Area (upon dissolution)
- • Total: 326.5 km^{2} (126.1 sq mi)
- • Rank: #264 in Norway
- Highest elevation: 931.67 m (3,056.7 ft)

Population (1991)
- • Total: 9,103
- • Rank: #110 in Norway
- • Density: 27.9/km^{2} (72/sq mi)
- • Change (10 years): +2.9%
- Demonym: Vangssokning

Official language
- • Norwegian form: Bokmål
- Time zone: UTC+01:00 (CET)
- • Summer (DST): UTC+02:00 (CEST)
- ISO 3166 code: NO-0414

= Vang Municipality (Hedmark) =

Former municipality in Hedmark, Norway

Vang is a former municipality in the old Hedmark county, Norway. The 326.5 km2 municipality existed from 1838 until its dissolution in 1992. The area is now part of Hamar Municipality in the traditional district of Hedmarken. The administrative centre of the municipality was at Fredvang. This site, however became part of the town of Hamar in 1946, so after that time, the municipal administration was actually located outside of Vang Municipality in the neighboring Hamar Municipality. The main church for the municipality was Vang Church in the village of Ridabu.

Prior to its dissolution in 1992, the 326.5 km2 municipality was the 264th largest by area out of the 448 municipalities in Norway. Vang Municipality was the 110th most populous municipality in Norway with a population of about 9,103. The municipality's population density was 27.9 PD/km2 and its population had increased by 2.9% over the previous 10-year period.

Gåsbu Ski Center lies in the Vang commons (a rural area in the northern part of the municipality). It has served as the backup venue for the Holmenkollrennene. This arena has been described as the cradle of all Nordic ski competition, with more than 112 years of international ski competition. The national cross-country skiing championship was last held here in 2002.

==General information==
The historic prestegjeld of Vang was established as a municipality on 1 January 1838 (see formannskapsdistrikt law). In 1848, the village of Hamar was granted kjøpstad status for a land area of about 400 daa. This newly designated "town" (population: 1,025) was separated from Vang Municipality to become the new Hamar Municipality in 1849. This left Vang Municipality with 7,820 residents. On 1 January 1878, the town of Hamar was enlarged by annexing about 800 daa of land and 138 people from Vang Municipality. In 1891 Vang Municipality was divided: the western district (population: 3,790) became the new Furnes Municipality and the eastern district (population: 5,703) continued on as a smaller Vang Municipality. In 1946, a large area in Vang Municipality which surrounded the town of Hamar (population: 4,087) was transferred out of Vang and into Hamar Municipality. On 13 July 1956, the parts of Vang Municipality located south of the Åkersvika bay (population: 24) were transferred to Stange Municipality.

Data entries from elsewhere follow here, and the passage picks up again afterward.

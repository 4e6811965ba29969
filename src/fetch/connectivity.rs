use std::net::{TcpStream, ToSocketAddrs};
use std::time::Duration;

const PROBE_TIMEOUT: Duration = Duration::from_secs(3);

/// Synchronous reachability check consulted before every refresh. Pure query;
/// the retry prompt on failure belongs to the caller.
pub trait ConnectivityProbe {
    fn is_connected(&self) -> bool;
}

/// Probes the API host by opening a TCP connection to port 443.
pub struct TcpProbe {
    host: String,
}

impl TcpProbe {
    pub fn new(host: impl Into<String>) -> Self {
        Self { host: host.into() }
    }
}

impl ConnectivityProbe for TcpProbe {
    fn is_connected(&self) -> bool {
        let authority = format!("{}:443", self.host);
        let addrs = match authority.to_socket_addrs() {
            Ok(addrs) => addrs,
            Err(err) => {
                log::debug!("Connectivity probe failed to resolve {}: {}", authority, err);
                return false;
            }
        };

        for addr in addrs {
            if TcpStream::connect_timeout(&addr, PROBE_TIMEOUT).is_ok() {
                return true;
            }
        }
        false
    }
}

#[cfg(test)]
pub struct FixedProbe(pub bool);

#[cfg(test)]
impl ConnectivityProbe for FixedProbe {
    fn is_connected(&self) -> bool {
        self.0
    }
}

#[cfg(test)]
mod tests {
    use super::*;

    #[test]
    fn unresolvable_host_reports_offline() {
        let probe = TcpProbe::new("host.invalid");
        assert!(!probe.is_connected());
    }
}
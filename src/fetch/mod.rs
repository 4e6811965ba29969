use crate::error::Result;

pub mod connectivity;
pub mod logo;
pub mod quote;

pub use connectivity::{ConnectivityProbe, TcpProbe};
pub use logo::{fetch_logo, LogoImage};
pub use quote::{fetch_quote, Quote};

pub type FetchResult<T> = Result<T>;
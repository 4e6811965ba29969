//! Runtime settings: API credential and endpoint override.

use crate::error::{AppError, Result};

pub const DEFAULT_BASE_URL: &str = "https://cloud.iexapis.com/stable";

pub const TOKEN_ENV: &str = "IEX_API_TOKEN";
pub const BASE_URL_ENV: &str = "IEX_BASE_URL";

#[derive(Debug, Clone)]
pub struct Settings {
    pub api_token: String,
    pub base_url: String,
}

impl Settings {
    /// Resolve settings from explicit values (CLI flags) falling back to the
    /// environment. The token is required; the base URL defaults to IEX Cloud.
    pub fn resolve(token: Option<String>, base_url: Option<String>) -> Result<Self> {
        let token = token.or_else(|| std::env::var(TOKEN_ENV).ok());
        let base_url = base_url.or_else(|| std::env::var(BASE_URL_ENV).ok());
        Self::from_parts(token, base_url)
    }

    pub fn from_parts(token: Option<String>, base_url: Option<String>) -> Result<Self> {
        let api_token = match token {
            Some(value) if !value.trim().is_empty() => value.trim().to_string(),
            _ => {
                return Err(AppError::message(format!(
                    "API token not configured; pass --token or set {}",
                    TOKEN_ENV
                )))
            }
        };

        let base_url = base_url
            .map(|url| url.trim().trim_end_matches('/').to_string())
            .unwrap_or_else(|| DEFAULT_BASE_URL.to_string());

        let parsed = reqwest::Url::parse(&base_url)
            .map_err(|err| AppError::message(format!("Invalid base URL {}: {}", base_url, err)))?;
        if !matches!(parsed.scheme(), "http" | "https") || parsed.host_str().is_none() {
            return Err(AppError::message(format!(
                "Base URL must be an absolute http(s) URL with a host: {}",
                base_url
            )));
        }

        Ok(Self {
            api_token,
            base_url,
        })
    }

    /// Host of the configured endpoint, used by the connectivity probe.
    pub fn api_host(&self) -> String {
        reqwest::Url::parse(&self.base_url)
            .ok()
            .and_then(|url| url.host_str().map(str::to_string))
            .unwrap_or_else(|| "cloud.iexapis.com".to_string())
    }

    pub fn quote_url(&self, symbol: &str) -> String {
        format!(
            "{}/stock/{}/quote?token={}",
            self.base_url, symbol, self.api_token
        )
    }

    pub fn logo_url(&self, symbol: &str) -> String {
        format!(
            "{}/stock/{}/logo?token={}",
            self.base_url, symbol, self.api_token
        )
    }
}
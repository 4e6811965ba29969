pub mod controller;

pub use controller::{PanelUpdate, RefreshStart, Refresher};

On 1 January 1964, the Hamarsberget and Vikersødegården exclave areas of Vang Municipality (population: 34) were transferred to the neighboring Ringsaker Municipality. On 1 January 1967 there was a municipal land swap between Vang Municipality and Ringsaker Municipality:
- the 500 daa Stav, Valsigsvea, and Arnkvern Nedre areas of Vang Municipality (population: 50) was transferred to Ringsaker Municipality
- the 450 daa Stensby and Holmlund areas of Ringsaker Municipality (population: 114) was transferred to Vang Municipality.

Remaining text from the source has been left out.